Patent infringement damage calculations follow prior case law more closely than tort or other IP infringement litigation. Campos & Stratis understands and applies methodologies found in seminal cases such as Panduit, Georgia-Pacific, and Grain Processing. We clarify complex fact patterns, and present our findings in precise, clearly supported Rule 26 expert reports, backed by the evidence. Our representative patent cases highlight some of the engagements in which we have applied our expertise.

Patent Infringement Damages

Infringement of a patent consists of the unauthorized making, using, offering for sale, or selling any patented invention within the United States or U.S. Territories. Infringement also includes importing into the United States any product that includes the patented invention during the term of the patent. If a patent is infringed, the patentee may sue for relief in the appropriate federal court.1

In the event that a defendant is found liable, the patent owner is entitled to request various remedies, including: lost profits, reasonable royalties, and prejudgment interest.

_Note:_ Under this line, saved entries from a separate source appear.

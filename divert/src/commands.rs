use std::fmt;
use std::path::PathBuf;
use std::sync::Arc;

use engine::space::{CriterionId, SegmentId};
use engine::{
    DiversionError, ExperimentHandler, ExperimentSpace, FlagRegistry, RequestState,
    StaticContext, Value,
};
use loader::{
    Command, DeserializeError, DocumentDeserializer, FileLoader, LoadError, Loader, Reloader,
    SpaceDeserializer,
};
use tokio::sync::mpsc;

use crate::config::{Config, ConfigError};

#[derive(thiserror::Error, Debug)]
pub enum CliError {
    #[error(transparent)]
    Config(#[from] ConfigError),
    #[error(transparent)]
    Load(#[from] LoadError),
    #[error("space is invalid: {0}")]
    Deserialize(#[from] DeserializeError),
    #[error("diversion failed: {0}")]
    Diversion(#[from] DiversionError),
    #[error("space file {0} does not exist")]
    MissingSpace(PathBuf),
    #[error("could not set up metrics: {0}")]
    Metrics(#[from] metrics_exporter_statsd::StatsdError),
    #[error("a metrics recorder is already installed")]
    RecorderInstalled,
    #[error("could not wait for shutdown signal: {0}")]
    Signal(#[from] std::io::Error),
    #[error("reload worker failed: {0}")]
    Worker(#[from] tokio::task::JoinError),
}

/// A synthetic request assembled from the command line.
#[derive(Debug, Default, Clone)]
pub struct RequestSpec {
    pub identifiers: Vec<(CriterionId, String)>,
    pub forced_ids: Vec<SegmentId>,
    pub request_time_msec: Option<i64>,
    pub attributes: Vec<(String, String)>,
}

impl RequestSpec {
    fn context(&self) -> StaticContext {
        let mut context = StaticContext::new().with_forced_ids(self.forced_ids.iter().copied());
        for (criterion_id, identifier) in &self.identifiers {
            context = context.with_identifier(*criterion_id, identifier.clone());
        }
        for (name, value) in &self.attributes {
            context = context.with_attribute(name.clone(), value.clone());
        }
        if let Some(request_time_msec) = self.request_time_msec {
            context = context.with_request_time(request_time_msec);
        }
        context
    }
}

pub struct SpaceSummary {
    pub version: String,
    pub criteria: usize,
    pub launch_layers: usize,
    pub permanent_layers: usize,
    pub segments: usize,
    pub flags: Vec<String>,
}

impl fmt::Display for SpaceSummary {
    fn fmt(&self, f: &mut fmt::Formatter<'_>) -> fmt::Result {
        writeln!(f, "version: {}", self.version)?;
        writeln!(f, "diversion criteria: {}", self.criteria)?;
        writeln!(
            f,
            "layers: {} launch, {} permanent",
            self.launch_layers, self.permanent_layers
        )?;
        writeln!(f, "segments: {}", self.segments)?;
        write!(f, "flags: {}", self.flags.join(", "))
    }
}

pub struct DivertReport {
    pub experiment_ids: Vec<SegmentId>,
    pub values: Vec<(String, Value)>,
}

impl fmt::Display for DivertReport {
    fn fmt(&self, f: &mut fmt::Formatter<'_>) -> fmt::Result {
        let ids: Vec<String> = self.experiment_ids.iter().map(|id| id.to_string()).collect();
        write!(f, "experiments: [{}]", ids.join(", "))?;
        for (name, value) in &self.values {
            write!(f, "\n{name} = {value}")?;
        }
        Ok(())
    }
}

fn deserializer(config: &Config) -> Result<DocumentDeserializer, CliError> {
    Ok(DocumentDeserializer::new(
        config.space.format(),
        Arc::new(FlagRegistry::new()),
        config.condition_registry()?,
    ))
}

async fn load_space(config: &Config) -> Result<ExperimentSpace, CliError> {
    let loader = FileLoader::new(&config.space.path);
    let serialized = loader
        .get_serialized()
        .await?
        .ok_or_else(|| CliError::MissingSpace(config.space.path.clone()))?;
    Ok(deserializer(config)?.deserialize(&serialized)?)
}

/// Loads and validates the configured space.
pub async fn check(config: &Config) -> Result<SpaceSummary, CliError> {
    let space = load_space(config).await?;
    Ok(SpaceSummary {
        version: space.version_identifier().to_string(),
        criteria: space.criteria().len(),
        launch_layers: space.launch_layers().len(),
        permanent_layers: space.permanent_layers().len(),
        segments: space.segment_count(),
        flags: space.base_settings().flag_names().into_iter().collect(),
    })
}

/// Diverts one request through the configured space.
pub async fn divert(config: &Config, request: &RequestSpec) -> Result<DivertReport, CliError> {
    let space = load_space(config).await?;
    let names = space.base_settings().flag_names();
    let handler = ExperimentHandler::new(space);

    let mut state = RequestState::new(request.context());
    handler.handle(&mut state)?;

    let values = names
        .into_iter()
        .filter_map(|name| state.value(&name).map(|value| (name, value)))
        .collect();
    Ok(DivertReport {
        experiment_ids: state.experiment_ids().iter().copied().collect(),
        values,
    })
}

/// Keeps the configured space loaded until ctrl-c.
pub async fn watch(config: &Config) -> Result<(), CliError> {
    let reloader = Arc::new(Reloader::new(
        Arc::new(ExperimentHandler::default()),
        Arc::new(FileLoader::new(&config.space.path)),
        Arc::new(deserializer(config)?),
    ));
    let (tx, rx) = mpsc::channel(1);

    let interval = config.space.poll_interval();
    let worker = reloader.clone();
    let handle = tokio::spawn(async move { worker.run(interval, rx).await });

    tracing::info!(path = %config.space.path.display(), "Watching experiment space");
    tokio::signal::ctrl_c().await?;

    // The worker is gone already if the send fails.
    let _ = tx.send(Command::Shutdown).await;
    handle.await?;
    Ok(())
}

Title 35, section 284 of the U.S. Code states that "the court shall award the claimant damages adequate to compensate for the infringement."2 Often, this compensation includes "lost profits," which are profits on sales the patent owner would have made, absent the infringement. In many cases the lost profit analysis follows the four factors outlined in Panduit v. Stahlin Brothers. To obtain lost profit damages based on these factors, the patent owner must prove demand for the patented product, the absence of acceptable non-infringing substitutes, the capacity to exploit the demand, and the amount of profit the owner would have made.

When actual damages in the form of lost profits cannot be proved, compensation to the patent owner should be "in no event less than a reasonable royalty for the use made of the invention by the infringer."3 A reasonable royalty is often determined by considering the the fifteen factors described in Georgia-Pacific v. US Plywood.

In many cases, an award of prejudgment interest is necessary to ensure that the plaintiff is placed in the same position as he would have been in if the defendant had not infringed. Although interest calculations do not usually take prominence in a plaintiff's legal strategy, prejudgment interest can be quite sizable.